Mark Reed – Two Poems

???????????????????????????????Mark Reed* lives in London with his wife Louise. He has a background in marketing communications and whilst he still works as a consultant he now spends much of his time writing, broadcasting and working in the area of voice-overs. He is currently working on his first collection of poetry.


Cormorants and swans

An Atlantic Friday in Galway.
Stoic, the ladies in their see-through waterproof bonnets
lean through the elements.
Perms will remain permanent today.

In Eyre Square dogs bark to themselves
and an old vagrant continues to read Tuesday’s Mirror
fag perched cleaning-lady style
crumpling pages to a bin as she goes.

On Shop Street buskers strum their stuff.
Outside the King’s Head
Father Christmas like, a bearded man plays three instruments at once.
He’s happy.

In Dubray Books, Mary awaits her next learned reader
fine works here
no Mills and Boon,
Wilde’s more the fare.

In Quay Street bars offer homage,
heated by a thousand bodies
ice melts fast.
Artists hard at work.

At street’s end the wind picks up,
Father Griffin’s hoolie.
The Corrib lives today
fed by her bloated mother upstream.

Weirs plume peat coloured water baywards
past eel traps
and the blue Cathedral pierces a darkening sky.


The Final Call

We sped to a crying widow,
a fine hotel
but what does that matter now?

Where it happened –
a table next to a gaming machine in a Maltese backstreet bar,
his last place a gloomy unbefitting shrine.

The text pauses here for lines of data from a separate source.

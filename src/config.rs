//! Process-wide configuration, read once at startup.
//!
//! Every knob here has a sensible default and can be overridden by an env
//! var, with no hot-reload.

use std::net::SocketAddr;
use std::path::PathBuf;
use std::time::Duration;

/// Default bind address.
const DEFAULT_BIND: &str = "0.0.0.0:8000";

/// Default per-command timeout in seconds.
const DEFAULT_TIMEOUT_SECS: u64 = 10;

/// Command length cap in bytes, rejected before a session ever sees it.
pub const MAX_COMMAND_BYTES: usize = 100_000;

/// Streaming read chunk size in bytes.
pub const STREAM_CHUNK_BYTES: usize = 256;

/// Ceiling on how much output a non-streaming `run` will accumulate before
/// giving up and returning what it has.
pub const SUBPROCESS_STREAM_FLOOR_BYTES: usize = 3 * 1024 * 1024;

/// Root-level names excluded from listing/serving regardless of dot-prefix.
pub fn default_exclusion_patterns() -> Vec<String> {
    [
        "bash_server.py",
        "lsp.py",
        ".codesandbox",
        ".devcontainer",
        "__pycache__",
        "README",
        "README.md",
        "README.txt",
        "README.rst",
    ]
    .into_iter()
    .map(String::from)
    .collect()
}

/// Stderr substrings filtered out of every command result, case-insensitive.
pub fn default_stderr_filters() -> Vec<String> {
    [
        "failed to connect to the bus",
        "failed to call method",
        "viz_main_impl",
        "object_proxy",
        "dbus",
        "setting up watches",
        "watches established",
    ]
    .into_iter()
    .map(String::from)
    .collect()
}

/// Process-wide service configuration.
#[derive(Debug, Clone)]
pub struct ServiceConfig {
    pub workspace_root: PathBuf,
    pub bind_addr: SocketAddr,
    pub default_timeout: Duration,
    pub stderr_filters: Vec<String>,
    pub exclusion_patterns: Vec<String>,
}

impl ServiceConfig {
    /// Build configuration from environment variables, falling back to
    /// defaults. The workspace root falls back to the current working
    /// directory if `WORKSPACE_EXEC_ROOT` is unset or does not exist.
    pub fn from_env() -> anyhow::Result<Self> {
        let workspace_root = std::env::var("WORKSPACE_EXEC_ROOT")
            .ok()
            .map(PathBuf::from)
            .filter(|p| p.exists())
            .unwrap_or(std::env::current_dir()?);

        let bind_addr = std::env::var("WORKSPACE_EXEC_BIND")
            .ok()
            .and_then(|s| s.parse().ok())
            .unwrap_or_else(|| DEFAULT_BIND.parse().expect("valid default bind address"));

        let default_timeout = std::env::var("WORKSPACE_EXEC_DEFAULT_TIMEOUT_SECS")
            .ok()
            .and_then(|s| s.parse::<u64>().ok())
            .map(Duration::from_secs)
            .unwrap_or(Duration::from_secs(DEFAULT_TIMEOUT_SECS));

        let mut stderr_filters = default_stderr_filters();
        if let Ok(extra) = std::env::var("WORKSPACE_EXEC_STDERR_FILTERS") {
            stderr_filters.extend(
                extra
                    .split(',')
                    .map(str::trim)
                    .filter(|s| !s.is_empty())
                    .map(String::from),
            );
        }

        Ok(Self {
            workspace_root,
            bind_addr,
            default_timeout,
            stderr_filters,
            exclusion_patterns: default_exclusion_patterns(),
        })
    }

    #[must_use]
    pub fn for_workspace(root: PathBuf) -> Self {
        Self {
            workspace_root: root,
            bind_addr: DEFAULT_BIND.parse().expect("valid default bind address"),
            default_timeout: Duration::from_secs(DEFAULT_TIMEOUT_SECS),
            stderr_filters: default_stderr_filters(),
            exclusion_patterns: default_exclusion_patterns(),
        }
    }
}
#[cfg(test)]
mod tests {
    use super::*;
    use crate::config::default_stderr_filters;

    fn session(id: u32) -> ShellSession {
        ShellSession::new(id, std::env::temp_dir(), default_stderr_filters())
    }

    #[tokio::test]
    async fn run_before_start_errors() {
        let mut s = session(1);
        let err = s.run("echo hi", 5.0).await.unwrap_err();
        assert!(matches!(err, ServiceError::NotStarted(1)));
    }

    #[tokio::test]
    async fn run_echo_returns_output() {
        let mut s = session(2);
        s.start().await.unwrap();
        let result = s.run("echo hello", 5.0).await.unwrap();
        assert_eq!(result.output.as_deref(), Some("hello"));
        s.stop();
    }

    #[tokio::test]
    async fn state_persists_across_commands() {
        let mut s = session(3);
        s.start().await.unwrap();
        s.run("export FOO=bar", 5.0).await.unwrap();
        let result = s.run("echo $FOO", 5.0).await.unwrap();
        assert_eq!(result.output.as_deref(), Some("bar"));
        s.stop();
    }

    #[tokio::test]
    async fn busy_session_rejects_concurrent_run() {
        let mut s = session(4);
        s.start().await.unwrap();
        s.busy = true;
        s.last_command = "sleep 100".to_string();
        let err = s.run("echo hi", 1.0).await.unwrap_err();
        assert!(matches!(err, ServiceError::Busy(4, _)));
        s.stop();
    }

    #[tokio::test]
    async fn stderr_filters_suppress_known_noise() {
        let s = session(5);
        let filtered = s.filter_stderr("Failed to connect to the bus: foo\nreal error\n");
        assert_eq!(filtered, "real error");
    }

    #[tokio::test]
    async fn run_detects_already_exited_process() {
        let mut s = session(6);
        s.start().await.unwrap();

        if let Some(child) = s.child.as_ref() {
            if let Some(pid) = child.id() {
                let _ = nix::sys::signal::kill(
                    nix::unistd::Pid::from_raw(pid as i32),
                    nix::sys::signal::Signal::SIGKILL,
                );
            }
        }
        // Give the reaper a moment so `try_wait` observes the exit.
        for _ in 0..20 {
            if s.child.as_mut().unwrap().try_wait().ok().flatten().is_some() {
                break;
            }
            tokio::time::sleep(Duration::from_millis(10)).await;
        }

        let result = s.run("echo hi", 5.0).await.unwrap();
        assert!(result.system.as_deref().unwrap().contains("must be restarted"));
        assert!(result.error.as_deref().unwrap().contains("Bash has exited with returncode"));
        assert!(result.output.is_none());
    }

    #[tokio::test]
    async fn run_clears_busy_when_shell_exits_mid_command() {
        let mut s = session(7);
        s.start().await.unwrap();
        // `exit` kills bash before the wrapped `cd`/`echo sentinel` can run,
        // closing stdout without the sentinel ever appearing.
        let result = s.run("exit", 5.0).await.unwrap();
        assert!(!s.is_busy());
        assert!(result.system.as_deref().unwrap().contains("Stream reading error"));
    }
}
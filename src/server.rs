//! HTTP/WebSocket transport: the axum `Router` wiring every external
//! interface onto the session manager and file editor.

use crate::config::ServiceConfig;
use crate::dispatcher::{self, BashRequest, FileRequest};
use crate::editor::FileEditor;
use crate::error::ServiceError;
use crate::manager::SessionManager;
use crate::session::StreamChunk;
use axum::{
    extract::ws::{Message, WebSocket, WebSocketUpgrade},
    extract::{Path as AxumPath, Query, State},
    http::StatusCode,
    response::{IntoResponse, Response},
    routing::{get, post},
    Json, Router,
};
use futures::{SinkExt, StreamExt};
use serde::{Deserialize, Serialize};
use std::sync::Arc;
use tower_http::cors::CorsLayer;
use tower_http::trace::TraceLayer;
use tracing::{info, warn};

#[derive(Clone)]
pub struct ServerState {
    pub manager: SessionManager,
    pub editor: Arc<FileEditor>,
    pub config: Arc<ServiceConfig>,
}

pub fn build_router(state: ServerState) -> Router {
    Router::new()
        .route("/", get(root))
        .route("/status", get(status))
        .route("/bash", post(bash_action))
        .route("/bash/ws", get(bash_websocket))
        .route("/file", post(file_action))
        .route("/list-files", get(list_files))
        .route("/file/{*path}", get(get_file))
        .layer(CorsLayer::permissive())
        .layer(TraceLayer::new_for_http())
        .with_state(state)
}

#[derive(Serialize)]
struct EndpointDescription {
    path: &'static str,
    method: &'static str,
    description: &'static str,
}

async fn root() -> Json<serde_json::Value> {
    let endpoints = [
        EndpointDescription { path: "/bash", method: "POST", description: "Execute bash commands" },
        EndpointDescription {
            path: "/file",
            method: "POST",
            description: "File operations (read, write, create, delete, etc.)",
        },
        EndpointDescription { path: "/status", method: "GET", description: "Check service status" },
        EndpointDescription {
            path: "/list-files",
            method: "GET",
            description: "List all files and directories in the workspace",
        },
        EndpointDescription { path: "/file/{file_path}", method: "GET", description: "Get a specific file" },
        EndpointDescription { path: "/bash/ws", method: "GET", description: "Live bash output over WebSocket" },
    ];
    Json(serde_json::json!({
        "service": "workspace-exec",
        "version": env!("CARGO_PKG_VERSION"),
        "endpoints": endpoints,
    }))
}

async fn status() -> Json<serde_json::Value> {
    Json(serde_json::json!({ "status": "ok", "service": "workspace-exec" }))
}

fn tool_error_response(e: ServiceError) -> Response {
    let status = e.status_code();
    (status, Json(serde_json::json!({ "detail": e.to_string() }))).into_response()
}

async fn bash_action(
    State(state): State<ServerState>,
    Json(request): Json<BashRequest>,
) -> Response {
    match dispatcher::dispatch_bash(&state.manager, request).await {
        Ok(result) => Json(result).into_response(),
        Err(e) => tool_error_response(e),
    }
}

async fn file_action(
    State(state): State<ServerState>,
    Json(request): Json<FileRequest>,
) -> Response {
    match dispatcher::dispatch_file(&state.editor, request).await {
        Ok(result) => Json(result).into_response(),
        Err(e) => tool_error_response(e),
    }
}

#[derive(Deserialize)]
struct ListFilesQuery {
    #[serde(default)]
    git_ignore: bool,
}

async fn list_files(State(state): State<ServerState>, Query(query): Query<ListFilesQuery>) -> Response {
    match crate::lister::list_workspace(&state.config.workspace_root, query.git_ignore, &state.config.exclusion_patterns)
        .await
    {
        Ok(listing) => Json(listing).into_response(),
        Err(e) => (
            StatusCode::INTERNAL_SERVER_ERROR,
            Json(serde_json::json!({ "detail": format!("Error listing files: {e}") })),
        )
            .into_response(),
    }
}

async fn get_file(State(state): State<ServerState>, AxumPath(file_path): AxumPath<String>) -> Response {
    let full_path = match crate::path_guard::resolve(&state.config.workspace_root, &file_path) {
        Ok(p) => p,
        Err(_) => {
            return (
                StatusCode::FORBIDDEN,
                Json(serde_json::json!({ "detail": "Access denied: Path outside workspace" })),
            )
                .into_response()
        }
    };

    if crate::path_guard::is_excluded(&state.config.workspace_root, &full_path, &state.config.exclusion_patterns) {
        return (
            StatusCode::FORBIDDEN,
            Json(serde_json::json!({ "detail": "Access denied: File is excluded from serving" })),
        )
            .into_response();
    }

    if !full_path.exists() {
        return (StatusCode::NOT_FOUND, Json(serde_json::json!({ "detail": "File not found" }))).into_response();
    }

    if !full_path.is_file() {
        return (
            StatusCode::BAD_REQUEST,
            Json(serde_json::json!({ "detail": "Path is not a file" })),
        )
            .into_response();
    }

    match tokio::fs::read(&full_path).await {
        Ok(bytes) => bytes.into_response(),
        Err(e) => (
            StatusCode::INTERNAL_SERVER_ERROR,
            Json(serde_json::json!({ "detail": format!("Error reading file: {e}") })),
        )
            .into_response(),
    }
}

async fn bash_websocket(ws: WebSocketUpgrade, State(state): State<ServerState>) -> Response {
    ws.on_upgrade(move |socket| handle_bash_socket(socket, state))
}

/// Drives a dedicated session for the lifetime of one WebSocket connection:
/// each received text frame is run as a streamed command, chunks are pumped
/// back as text frames, and the session is torn down on disconnect.
async fn handle_bash_socket(socket: WebSocket, state: ServerState) {
    let session_id = state.manager.allocate_websocket_session_id().await;
    if let Err(e) = state.manager.ensure_session(session_id).await {
        warn!(session = session_id, error = %e, "failed to start websocket session");
        return;
    }
    info!(session = session_id, "websocket session started");

    let (mut sender, mut receiver) = socket.split();

    while let Some(Ok(message)) = receiver.next().await {
        let Message::Text(text) = message else {
            continue;
        };
        let command = text.trim();
        if command.is_empty() {
            continue;
        }

        match state.manager.start_stream(session_id, command).await {
            Ok(mut rx) => {
                while let Some(chunk) = rx.recv().await {
                    let text = match chunk {
                        StreamChunk::Stdout(s) | StreamChunk::Stderr(s) => s,
                    };
                    if sender.send(Message::Text(text.into())).await.is_err() {
                        break;
                    }
                }
                state.manager.finish_stream(session_id).await;
            }
            Err(e) => {
                let _ = sender.send(Message::Text(format!("ERROR: {e}\n").into())).await;
            }
        }
    }

    state.manager.close_session(session_id).await;
    info!(session = session_id, "websocket session closed");
}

Passport corner clinically clipped.
“So very sorry – I liked his work.”
A thin young man not used to his words.

An orange pillbox mortuary stood alone on the hill.
White rubber aprons and oversized green boots,
staring staff waiting to see important people.

And there were none,
just us.
Those that loved him most.

*I am pleased to present here two wonderful and important poems from the pen of London based Mark Reed, the only son of film actor Oliver Reed. The Reeds are a remarkable artistic family. Mark’s great grandfather was the actor/manager Sir Herbert Beerbohm Tree who built Her Majesty’s Theatre in London (then called His Majesty’s) and founded The Royal Academy of Dramatic Art. It was Beerbohm Tree who first staged Oscar Wilde’s ‘A Woman of no Importance’. Mark’s grand uncle was the film director Sir Carol Reed, perhaps best known for ‘The Third Man’ and ‘Oliver!’ for which he received an Academy Award. His grandfather was the sportswriter Peter Reed and his father was Oliver Reed. In the poem published here, ‘The Final Call’, Mark writes for the first time about the tragic events surrounding his famous father’s untimely death while filming ‘Gladiator’. This poignant poem allows the reader to see the sad events from a very different and personal perspective. It is an important poem because it is the first time that Mark has published on the sad death of his father and we are privileged to be his publication of choice. A major factor in his allowing us to be the first to publish this poem was the warm welcome he recently received from the good people of Galway who fondly reminisced with him about his father’s boisterous visits to the city. Mark was in Galway at the time promoting the one man show ‘Wild Thing’ about his father and in his second poem published here ,‘Cormorants and Swans’, he recalls that short visit.